DIRECTIONS :: Please reproduce the entries below exactly, starting at the first line and ending with the line that holds "impl std::error::Error for TripListParseError".

DATASET EXCERPTS ::
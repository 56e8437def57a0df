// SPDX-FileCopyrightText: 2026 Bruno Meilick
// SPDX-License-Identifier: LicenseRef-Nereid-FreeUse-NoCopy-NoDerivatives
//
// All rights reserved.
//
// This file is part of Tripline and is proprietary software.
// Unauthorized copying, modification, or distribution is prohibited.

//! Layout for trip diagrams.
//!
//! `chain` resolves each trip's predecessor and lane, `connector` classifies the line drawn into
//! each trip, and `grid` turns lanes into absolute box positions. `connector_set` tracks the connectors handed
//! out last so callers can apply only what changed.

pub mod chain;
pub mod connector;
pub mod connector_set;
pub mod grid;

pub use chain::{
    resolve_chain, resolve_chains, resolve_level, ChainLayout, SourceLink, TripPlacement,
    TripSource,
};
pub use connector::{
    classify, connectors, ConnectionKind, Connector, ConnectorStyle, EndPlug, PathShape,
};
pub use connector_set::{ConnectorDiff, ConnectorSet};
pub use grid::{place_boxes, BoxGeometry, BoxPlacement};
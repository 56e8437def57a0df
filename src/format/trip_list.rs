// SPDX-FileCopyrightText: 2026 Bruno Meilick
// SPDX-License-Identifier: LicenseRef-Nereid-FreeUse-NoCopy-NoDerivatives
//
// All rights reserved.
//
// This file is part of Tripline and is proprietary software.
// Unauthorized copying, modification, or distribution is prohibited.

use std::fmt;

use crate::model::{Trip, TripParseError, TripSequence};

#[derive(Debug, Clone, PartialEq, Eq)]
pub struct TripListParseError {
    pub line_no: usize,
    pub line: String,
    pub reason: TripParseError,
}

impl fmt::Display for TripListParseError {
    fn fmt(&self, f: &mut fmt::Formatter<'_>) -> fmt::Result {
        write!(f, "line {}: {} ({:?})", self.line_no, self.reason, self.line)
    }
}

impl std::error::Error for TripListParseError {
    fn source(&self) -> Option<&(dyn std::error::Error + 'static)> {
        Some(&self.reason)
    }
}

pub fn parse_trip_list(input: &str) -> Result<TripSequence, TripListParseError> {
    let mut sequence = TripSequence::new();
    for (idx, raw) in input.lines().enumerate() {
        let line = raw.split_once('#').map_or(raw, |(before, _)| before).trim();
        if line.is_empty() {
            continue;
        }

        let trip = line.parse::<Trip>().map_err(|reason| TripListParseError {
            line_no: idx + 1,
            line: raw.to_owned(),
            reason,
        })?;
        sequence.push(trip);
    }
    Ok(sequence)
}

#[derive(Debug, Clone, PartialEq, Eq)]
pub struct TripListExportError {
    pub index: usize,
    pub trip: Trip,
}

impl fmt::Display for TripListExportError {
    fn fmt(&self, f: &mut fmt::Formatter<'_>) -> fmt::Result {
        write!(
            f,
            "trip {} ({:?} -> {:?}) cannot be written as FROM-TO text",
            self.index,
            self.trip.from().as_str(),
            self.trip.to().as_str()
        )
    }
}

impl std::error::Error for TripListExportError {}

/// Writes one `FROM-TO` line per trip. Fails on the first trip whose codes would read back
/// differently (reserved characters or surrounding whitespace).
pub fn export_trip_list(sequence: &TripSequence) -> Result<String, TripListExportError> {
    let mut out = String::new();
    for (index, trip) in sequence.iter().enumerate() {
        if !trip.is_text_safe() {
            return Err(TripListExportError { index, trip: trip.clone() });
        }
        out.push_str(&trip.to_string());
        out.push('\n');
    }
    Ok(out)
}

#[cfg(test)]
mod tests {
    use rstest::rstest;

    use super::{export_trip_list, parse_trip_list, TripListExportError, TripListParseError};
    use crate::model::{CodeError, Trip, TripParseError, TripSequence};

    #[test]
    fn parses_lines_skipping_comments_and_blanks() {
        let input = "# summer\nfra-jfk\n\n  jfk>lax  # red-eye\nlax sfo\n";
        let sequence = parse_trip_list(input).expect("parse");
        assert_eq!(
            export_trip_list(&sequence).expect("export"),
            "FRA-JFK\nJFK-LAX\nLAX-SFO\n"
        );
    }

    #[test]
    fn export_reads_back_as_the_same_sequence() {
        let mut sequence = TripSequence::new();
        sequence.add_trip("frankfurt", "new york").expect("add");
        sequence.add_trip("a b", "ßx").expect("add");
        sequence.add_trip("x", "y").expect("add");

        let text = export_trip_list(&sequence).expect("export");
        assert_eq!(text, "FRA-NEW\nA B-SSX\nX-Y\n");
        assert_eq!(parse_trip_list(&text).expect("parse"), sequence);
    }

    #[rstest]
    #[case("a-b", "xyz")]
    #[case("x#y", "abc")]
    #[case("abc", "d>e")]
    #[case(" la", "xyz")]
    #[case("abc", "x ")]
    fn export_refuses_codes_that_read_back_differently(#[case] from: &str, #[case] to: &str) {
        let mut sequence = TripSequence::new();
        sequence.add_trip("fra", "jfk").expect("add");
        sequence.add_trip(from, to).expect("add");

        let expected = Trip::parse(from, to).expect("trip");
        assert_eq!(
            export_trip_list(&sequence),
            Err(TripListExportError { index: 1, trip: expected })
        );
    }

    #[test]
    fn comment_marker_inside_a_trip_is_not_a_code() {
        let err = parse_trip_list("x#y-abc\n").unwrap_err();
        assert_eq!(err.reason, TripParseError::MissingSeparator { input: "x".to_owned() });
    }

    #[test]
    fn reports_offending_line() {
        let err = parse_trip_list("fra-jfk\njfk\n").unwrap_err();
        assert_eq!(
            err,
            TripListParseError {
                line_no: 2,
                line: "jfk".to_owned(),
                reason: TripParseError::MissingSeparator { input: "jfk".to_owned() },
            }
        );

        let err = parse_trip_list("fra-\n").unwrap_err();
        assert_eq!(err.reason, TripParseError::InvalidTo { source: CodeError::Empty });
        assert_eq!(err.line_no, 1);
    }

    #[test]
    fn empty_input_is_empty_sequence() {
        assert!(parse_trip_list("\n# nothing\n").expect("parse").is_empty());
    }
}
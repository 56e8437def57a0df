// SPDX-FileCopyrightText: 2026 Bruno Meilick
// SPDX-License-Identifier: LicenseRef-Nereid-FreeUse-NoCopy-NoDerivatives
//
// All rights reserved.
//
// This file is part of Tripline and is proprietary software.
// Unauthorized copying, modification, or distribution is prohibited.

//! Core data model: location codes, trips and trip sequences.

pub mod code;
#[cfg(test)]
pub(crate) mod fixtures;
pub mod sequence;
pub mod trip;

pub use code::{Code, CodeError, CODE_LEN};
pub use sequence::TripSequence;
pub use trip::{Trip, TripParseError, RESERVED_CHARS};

SOLUTION TO THIS EXERCISE ::
repository 56e8437def57a0df
// SPDX-FileCopyrightText: 2026 Bruno Meilick
// SPDX-License-Identifier: LicenseRef-Nereid-FreeUse-NoCopy-NoDerivatives
//
// All rights reserved.
//
// This file is part of Tripline and is proprietary software.
// Unauthorized copying, modification, or distribution is prohibited.

//! Layout for trip diagrams.
//!
//! `chain` resolves each trip's predecessor and lane, `connector` classifies the line drawn into
//! each trip, and `grid` turns lanes into absolute box positions. `connector_set` tracks the connectors handed
//! out last so callers can apply only what changed.

pub mod chain;
pub mod connector;
pub mod connector_set;
pub mod grid;

pub use chain::{
    resolve_chain, resolve_chains, resolve_level, ChainLayout, SourceLink, TripPlacement,
    TripSource,
};
pub use connector::{
    classify, connectors, ConnectionKind, Connector, ConnectorStyle, EndPlug, PathShape,
};
pub use connector_set::{ConnectorDiff, ConnectorSet};
pub use grid::{place_boxes, BoxGeometry, BoxPlacement};
repository 56e8437def57a0df
filename src/format/trip_list.rs
// SPDX-FileCopyrightText: 2026 Bruno Meilick
// SPDX-License-Identifier: LicenseRef-Nereid-FreeUse-NoCopy-NoDerivatives
//
// All rights reserved.
//
// This file is part of Tripline and is proprietary software.
// Unauthorized copying, modification, or distribution is prohibited.

use std::fmt;

use crate::model::{Trip, TripParseError, TripSequence};

#[derive(Debug, Clone, PartialEq, Eq)]
pub struct TripListParseError {
    pub line_no: usize,
    pub line: String,
    pub reason: TripParseError,
}

impl fmt::Display for TripListParseError {
    fn fmt(&self, f: &mut fmt::Formatter<'_>) -> fmt::Result {
        write!(f, "line {}: {} ({:?})", self.line_no, self.reason, self.line)
    }
}

impl std::error::Error for TripListParseError {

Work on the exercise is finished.